- RECORDS PROVIDED
__________________________________________________
//! Kernel modules: functions, program-scope variables and kernel metadata
//!
//! A [`Module`] is what the external front end hands the simulator. It can be
//! stored in a compact binary form:
//!
//! ```text
//! ┌──────────┬─────────────┬──────────────────────────┐
//! │ "CLGM"   │ version u32 │ bincode(Module)          │
//! └──────────┴─────────────┴──────────────────────────┘
//! ```

use super::instruction::{BasicBlock, Instruction, Opcode};
use super::types::{AddressSpace, BlockId, FunctionId, GlobalId, InstructionRef, Operand, Type, ValueId};
use serde::{Deserialize, Serialize};
use std::collections::HashMap;

/// Leading bytes of an encoded module.
pub const MODULE_MAGIC: [u8; 4] = *b"CLGM";

/// Encoding version written by [`Module::to_bytes`].
pub const MODULE_VERSION: u32 = 1;

/// Errors that can occur when loading or validating modules
#[derive(Debug, thiserror::Error)]
pub enum ModuleError {
    /// Input does not start with the module magic
    #[error("not a kernel module (bad magic)")]
    BadMagic,

    /// Encoded with an unsupported version
    #[error("unsupported module version {found} (expected {expected})")]
    UnsupportedVersion { found: u32, expected: u32 },

    /// Payload failed to (de)serialize
    #[error("module encoding error: {0}")]
    Encoding(#[from] bincode::Error),

    #[error("I/O error: {0}")]
    Io(#[from] std::io::Error),

    /// Structural problem found by validation
    #[error("invalid function '{function}': {reason}")]
    Invalid { function: String, reason: String },

    /// Name defined twice
    #[error("duplicate symbol '{0}'")]
    DuplicateSymbol(String),
}

/// Result type for module operations
pub type ModuleResult<T> = std::result::Result<T, ModuleError>;

// ================================================================================================
// Functions and Globals
// ================================================================================================

#[derive(Debug, Clone, PartialEq, Serialize, Deserialize)]
pub struct Param {
    pub name: String,
    pub ty: Type,
}

/// A function body. Parameters occupy value ids `0..params.len()`.
#[derive(Debug, Clone, PartialEq, Serialize, Deserialize)]
pub struct Function {
    pub name: String,
    pub params: Vec<Param>,
    pub return_type: Type,
    pub blocks: Vec<BasicBlock>,
    /// Type of every value id in this function
    pub value_types: Vec<Type>,
}

impl Function {
    pub fn num_values(&self) -> usize {
        self.value_types.len()
    }

    pub fn block(&self, id: BlockId) -> Option<&BasicBlock> {
        self.blocks.get(id.index())
    }

    pub fn instruction(&self, block: BlockId, index: u32) -> Option<&Instruction> {
        self.block(block)?.instructions.get(index as usize)
    }

    pub fn value_type(&self, id: ValueId) -> Option<&Type> {
        self.value_types.get(id.index())
    }

    /// Total private bytes statically reserved by fixed-count allocas.
    pub fn static_private_size(&self) -> u64 {
        self.blocks
            .iter()
            .flat_map(|b| &b.instructions)
            .filter_map(|inst| match &inst.opcode {
                Opcode::Alloca {
                    allocated,
                    count: Operand::Const(c),
                } => {
                    let mut count = [0u8; 8];
                    let n = c.data.len().min(8);
                    count[..n].copy_from_slice(&c.data[..n]);
                    Some(allocated.size_bytes() * u64::from_le_bytes(count))
                }
                _ => None,
            })
            .sum()
    }
}

/// A program-scope variable.
#[derive(Debug, Clone, PartialEq, Serialize, Deserialize)]
pub struct GlobalVariable {
    pub name: String,
    pub ty: Type,
    pub space: AddressSpace,
    pub initializer: Option<Vec<u8>>,
}

// ================================================================================================
// Kernel Metadata
// ================================================================================================

#[derive(Debug, Clone, Copy, PartialEq, Eq, Hash, Default, Serialize, Deserialize)]
pub enum AccessQualifier {
    ReadOnly,
    WriteOnly,
    #[default]
    ReadWrite,
}

#[derive(Debug, Clone, PartialEq, Serialize, Deserialize)]
pub struct KernelArgInfo {
    pub name: String,
    /// Source-level type name, e.g. `global int*`
    pub type_name: String,
    /// Pointee address space for pointers, `Private` for by-value arguments
    pub space: AddressSpace,
    pub access: AccessQualifier,
    /// Size in bytes of the argument value
    pub size: u64,
}

#[derive(Debug, Clone, PartialEq, Serialize, Deserialize)]
pub struct KernelInfo {
    pub name: String,
    pub function: FunctionId,
    pub args: Vec<KernelArgInfo>,
    /// Global size must be a multiple of local size
    pub uniform_work_groups: bool,
    pub required_work_group_size: Option<[usize; 3]>,
}

// ================================================================================================
// Module
// ================================================================================================

/// A loaded kernel program.
#[derive(Debug, Clone, PartialEq, Serialize, Deserialize)]
pub struct Module {
    pub name: String,
    pub functions: Vec<Function>,
    pub globals: Vec<GlobalVariable>,
    pub kernels: Vec<KernelInfo>,
    #[serde(skip)]
    function_index: HashMap<String, FunctionId>,
}

impl Module {
    pub fn new(name: impl Into<String>) -> Self {
        Self {
            name: name.into(),
            functions: Vec::new(),
            globals: Vec::new(),
            kernels: Vec::new(),
            function_index: HashMap::new(),
        }
    }

    /// Assemble a module from parts, indexing function names.
    pub fn from_parts(
        name: impl Into<String>,
        functions: Vec<Function>,
        globals: Vec<GlobalVariable>,
        kernels: Vec<KernelInfo>,
    ) -> ModuleResult<Self> {
        let mut module = Self {
            name: name.into(),
            functions,
            globals,
            kernels,
            function_index: HashMap::new(),
        };
        module.rebuild_index()?;
        Ok(module)
    }

    fn rebuild_index(&mut self) -> ModuleResult<()> {
        self.function_index.clear();
        for (i, function) in self.functions.iter().enumerate() {
            let id = FunctionId::new(i as u32);
            if self.function_index.insert(function.name.clone(), id).is_some() {
                return Err(ModuleError::DuplicateSymbol(function.name.clone()));
            }
        }
        Ok(())
    }

    pub fn function(&self, id: FunctionId) -> Option<&Function> {
        self.functions.get(id.index())
    }

    pub fn function_by_name(&self, name: &str) -> Option<FunctionId> {
        self.function_index.get(name).copied()
    }

    pub fn global(&self, id: GlobalId) -> Option<&GlobalVariable> {
        self.globals.get(id.index())
    }

    pub fn kernel(&self, name: &str) -> Option<&KernelInfo> {
        self.kernels.iter().find(|k| k.name == name)
    }

    pub fn instruction(&self, at: InstructionRef) -> Option<&Instruction> {
        self.function(at.function)?.instruction(at.block, at.index)
    }

    // ============================================================================================
    // Serialization
    // ============================================================================================

    /// Encode as magic, version and bincode payload.
    ///
    /// ```
    /// use clgrind_core::ir::Module;
    ///
    /// # fn main() -> Result<(), Box<dyn std::error::Error>> {
    /// let bytes = Module::new("empty").to_bytes()?;
    /// assert_eq!(&bytes[..4], b"CLGM");
    /// let module = Module::from_bytes(&bytes)?;
    /// assert_eq!(module.name, "empty");
    /// # Ok(())
    /// # }
    /// ```
    pub fn to_bytes(&self) -> ModuleResult<Vec<u8>> {
        let mut bytes = Vec::with_capacity(64);
        bytes.extend_from_slice(&MODULE_MAGIC);
        bytes.extend_from_slice(&MODULE_VERSION.to_le_bytes());
        bincode::serialize_into(&mut bytes, self)?;
        Ok(bytes)
    }

    /// Decode bytes produced by [`Module::to_bytes`].
    pub fn from_bytes(bytes: &[u8]) -> ModuleResult<Self> {
        if bytes.len() < 8 || bytes[..4] != MODULE_MAGIC {
            return Err(ModuleError::BadMagic);
        }
        let version = u32::from_le_bytes([bytes[4], bytes[5], bytes[6], bytes[7]]);
        if version != MODULE_VERSION {
            return Err(ModuleError::UnsupportedVersion {
                found: version,
                expected: MODULE_VERSION,
            });
        }
        let mut module: Module = bincode::deserialize(&bytes[8..])?;
        module.rebuild_index()?;
        Ok(module)
    }

    pub fn save_to_file(&self, path: impl AsRef<std::path::Path>) -> ModuleResult<()> {
        std::fs::write(path, self.to_bytes()?)?;
        Ok(())
    }

    pub fn load_from_file(path: impl AsRef<std::path::Path>) -> ModuleResult<Self> {
        let bytes = std::fs::read(path)?;
        Self::from_bytes(&bytes)
    }

    // ============================================================================================
    // Validation
    // ============================================================================================

    /// Check structural well-formedness of every function and kernel.
    pub fn validate(&self) -> ModuleResult<()> {
        for function in &self.functions {
            validate_function(function)?;
        }
        for kernel in &self.kernels {
            let function = self.function(kernel.function).ok_or_else(|| ModuleError::Invalid {
                function: kernel.name.clone(),
                reason: format!("kernel refers to missing function {}", kernel.function),
            })?;
            if function.params.len() != kernel.args.len() {
                return Err(ModuleError::Invalid {
                    function: kernel.name.clone(),
                    reason: format!(
                        "{} parameters but {} argument descriptors",
                        function.params.len(),
                        kernel.args.len()
                    ),
                });
            }
        }
        Ok(())
    }
}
__________________________________________________
- WHAT IS BEING ASKED
Your answer must consist of every line in the listing that contains "impl".

- TASK SOLUTION
impl Function {
impl Module {
    pub fn new(name: impl Into<String>) -> Self {
        name: impl Into<String>,
    pub fn save_to_file(&self, path: impl AsRef<std::path::Path>) -> ModuleResult<()> {
    pub fn load_from_file(path: impl AsRef<std::path::Path>) -> ModuleResult<Self> {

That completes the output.